Mons. Jaume Pujol Un filósofo polaco recordaba una anécdota de Juan Pablo II cuando aún era cardenal Wojtyla. Cierto día visitaba una pequeña parroquia y llegó un poco antes de la hora prevista. Entró cuando el párroco estaba dando catequesis. Preguntó a los niños: ¿Sabéis a qué he venido? Uno de ellos levantó la mano: «Yo sí lo sé. Para aprender algo.» El cardenal le dio la razón y se sentó a su lado indicando al sacerdote que continuara la catequesis.
Todos podemos aprender de otros, porque no hay nadie que tenga los conocimientos completos o las virtudes máximas.
He recordado la anécdota enlazándola con un texto de San Francisco de Asís que va en el mismo sentido: todos tienen algo digno de admiración e imitación. Animaba el santo a contemplar virtudes diversas en los hermanos: «La fe del hermano Bernardo, la sencillez y pureza del hermano León, la cortesía del hermano Ángel, la presencia agradable y el porte natural del hermano Maseo…».
Las virtudes están esparcidas entre las personas. Son –en definición del Catecismo de la Iglesia Católica– disposiciones habituales y firmes para hacer el bien. Regulan nuestro entendimiento y voluntad y ordenan las pasiones para que estén sometidas a la razón y a la fe. Permiten ser consecuentes con unos valores que acaban definiendo la conducta de una persona al establecer una relación de continuidad entre lo que piensa y lo que hace.
Las virtudes consideradas cardinales son, en el aspecto humano, prudencia, justicia, fortaleza y templanza. No chocan con la gracia divina, sino que esta las purifica y eleva. A la vez las pone en relación con las llamadas virtudes teologales, fe, esperanza y caridad, que ponen a los cristianos en el ambiente de Dios.
Contemplar la vida virtuosa de los santos, los canonizados y los anónimos, nos ayuda mucho a crecer en virtud nosotros mismos. Son testimonios vivos que predican con el ejemplo a un mundo cansado de palabras y ávido de testimonios auténticos.
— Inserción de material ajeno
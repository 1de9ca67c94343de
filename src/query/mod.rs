// Query compiler - expressions, predicates, ordering, projection and the query builder

pub mod entity_query;
pub mod fn_node;
pub mod order_by;
pub mod predicate;
pub mod select;

pub use entity_query::{EntityQuery, QueryRow};
pub use fn_node::{FnNode, NodeKind};
pub use order_by::{ComparerFn, OrderByClause, OrderByItem};
pub use predicate::{BooleanOp, FilterOp, Predicate, PredicateFn};
pub use select::{ProjectedValue, SelectClause};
Las virtudes de los padres han hecho muchos santos. Recordemos el caso de la madre de San Agustín, los padres de Bernardette, los de Teresa de Lisieux, y tantos más. La familia es la primera escuela de virtudes. Por ello animo a los padres a esmerarse en la educación de sus hijos con sus testimonios irremplazables: enseñarles a ser veraces, generosos, agradecidos, esforzados, alegres, solidarios… Un mundo mejor comienza en esta escuela de virtudes. Con los años las desarrollarán y con el tiempo las transmitirán a otras generaciones.